Repeat the data exactly as it appears.

[[ SUPPLIED INFORMATION open ]]

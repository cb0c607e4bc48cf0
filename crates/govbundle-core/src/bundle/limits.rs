use serde::Deserialize;
use std::io::Read;

/// Resource limits applied when reading an archive.
#[derive(Debug, Clone, Copy, PartialEq, Eq)]
pub struct ReadLimits {
    /// Compressed archive size.
    pub max_bundle_bytes: u64,
    /// Total decompressed size.
    pub max_decode_bytes: u64,
    /// Any single entry.
    pub max_entry_bytes: u64,
    pub max_entries: usize,
    pub max_path_len: usize,
}

impl Default for ReadLimits {
    fn default() -> Self {
        Self {
            max_bundle_bytes: 256_u64 * 1024 * 1024,
            max_decode_bytes: 1024_u64 * 1024 * 1024,
            max_entry_bytes: 128_u64 * 1024 * 1024,
            max_entries: 10_000,
            max_path_len: 512,
        }
    }
}

/// Partial overrides for `ReadLimits`, as found in config files.
/// Unknown keys are rejected.
#[derive(Debug, Clone, Default, PartialEq, Eq, Deserialize)]
#[serde(deny_unknown_fields)]
pub struct ReadLimitsOverrides {
    pub max_bundle_bytes: Option<u64>,
    pub max_decode_bytes: Option<u64>,
    pub max_entry_bytes: Option<u64>,
    pub max_entries: Option<usize>,
    pub max_path_len: Option<usize>,
}

impl ReadLimits {
    /// Apply overrides onto these limits. Only `Some` values override.
    pub fn apply(self, overrides: &ReadLimitsOverrides) -> Self {
        Self {
            max_bundle_bytes: overrides.max_bundle_bytes.unwrap_or(self.max_bundle_bytes),
            max_decode_bytes: overrides.max_decode_bytes.unwrap_or(self.max_decode_bytes),
            max_entry_bytes: overrides.max_entry_bytes.unwrap_or(self.max_entry_bytes),
            max_entries: overrides.max_entries.unwrap_or(self.max_entries),
            max_path_len: overrides.max_path_len.unwrap_or(self.max_path_len),
        }
    }
}

/// Tag carried in the io error message when a `LimitReader` trips.
pub(crate) const LIMIT_TAG_BUNDLE: &str = "LimitBundleBytes";
pub(crate) const LIMIT_TAG_DECODE: &str = "LimitDecodeBytes";

/// A reader that fails explicitly once `limit` bytes have been consumed.
pub(crate) struct LimitReader<R> {
    inner: R,
    limit: u64,
    read: u64,
    error_tag: &'static str,
}

impl<R: Read> LimitReader<R> {
    pub(crate) fn new(inner: R, limit: u64, error_tag: &'static str) -> Self {
        Self {
            inner,
            limit,
            read: 0,
            error_tag,
        }
    }
}

impl<R: Read> Read for LimitReader<R> {
    fn read(&mut self, buf: &mut [u8]) -> std::io::Result<usize> {
        if buf.is_empty() {
            return Ok(0);
        }
        if self.read >= self.limit {
            // Only an error if the stream actually has more data.
            let mut probe = [0u8; 1];
            return match self.inner.read(&mut probe)? {
                0 => Ok(0),
                _ => Err(std::io::Error::other(format!(
                    "{}: exceeded limit of {} bytes",
                    self.error_tag, self.limit
                ))),
            };
        }

        let max_to_read = (self.limit - self.read).min(buf.len() as u64) as usize;
        let n = self.inner.read(&mut buf[..max_to_read])?;
        self.read += n as u64;
        Ok(n)
    }
}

[[ SUPPLIED INFORMATION closed ]]

**WRITTEN ANSWER**
repository cb0c607e4bc48cf0
filename crates/govbundle-core/src/bundle/limits.rs
use serde::Deserialize;
use std::io::Read;

/// Resource limits applied when reading an archive.
#[derive(Debug, Clone, Copy, PartialEq, Eq)]
pub struct ReadLimits {
    /// Compressed archive size.
    pub max_bundle_bytes: u64,
    /// Total decompressed size.
    pub max_decode_bytes: u64,
    /// Any single entry.
    pub max_entry_bytes: u64,
    pub max_entries: usize,
    pub max_path_len: usize,
}

impl Default for ReadLimits {
    fn default() -> Self {
        Self {
            max_bundle_bytes: 256_u64 * 1024 * 1024,
            max_decode_bytes: 1024_u64 * 1024 * 1024,
            max_entry_bytes: 128_u64 * 1024 * 1024,
            max_entries: 10_000,
            max_path_len: 512,
        }
    }
}

/// Partial overrides for `ReadLimits`, as found in config files.
/// Unknown keys are rejected.
#[derive(Debug, Clone, Default, PartialEq, Eq, Deserialize)]
#[serde(deny_unknown_fields)]
pub struct ReadLimitsOverrides {
    pub max_bundle_bytes: Option<u64>,
    pub max_decode_bytes: Option<u64>,
    pub max_entry_bytes: Option<u64>,
    pub max_entries: Option<usize>,
    pub max_path_len: Option<usize>,
}

impl ReadLimits {
    /// Apply overrides onto these limits. Only `Some` values override.
    pub fn apply(self, overrides: &ReadLimitsOverrides) -> Self {
        Self {
            max_bundle_bytes: overrides.max_bundle_bytes.unwrap_or(self.max_bundle_bytes),
            max_decode_bytes: overrides.max_decode_bytes.unwrap_or(self.max_decode_bytes),
            max_entry_bytes: overrides.max_entry_bytes.unwrap_or(self.max_entry_bytes),
            max_entries: overrides.max_entries.unwrap_or(self.max_entries),
            max_path_len: overrides.max_path_len.unwrap_or(self.max_path_len),
        }
    }
}

/// Tag carried in the io error message when a `LimitReader` trips.
pub(crate) const LIMIT_TAG_BUNDLE: &str = "LimitBundleBytes";
pub(crate) const LIMIT_TAG_DECODE: &str = "LimitDecodeBytes";

/// A reader that fails explicitly once `limit` bytes have been consumed.
pub(crate) struct LimitReader<R> {
    inner: R,
    limit: u64,
    read: u64,
    error_tag: &'static str,
}

impl<R: Read> LimitReader<R> {
    pub(crate) fn new(inner: R, limit: u64, error_tag: &'static str) -> Self {
        Self {
            inner,
            limit,
            read: 0,
            error_tag,
        }
    }
}

impl<R: Read> Read for LimitReader<R> {
    fn read(&mut self, buf: &mut [u8]) -> std::io::Result<usize> {
        if buf.is_empty() {
            return Ok(0);
        }
        if self.read >= self.limit {
            // Only an error if the stream actually has more data.
            let mut probe = [0u8; 1];
            return match self.inner.read(&mut probe)? {
                0 => Ok(0),
                _ => Err(std::io::Error::other(format!(
                    "{}: exceeded limit of {} bytes",
                    self.error_tag, self.limit
                ))),
            };
        }

        let max_to_read = (self.limit - self.read).min(buf.len() as u64) as usize;
        let n = self.inner.read(&mut buf[..max_to_read])?;
        self.read += n as u64;
        Ok(n)
    }
}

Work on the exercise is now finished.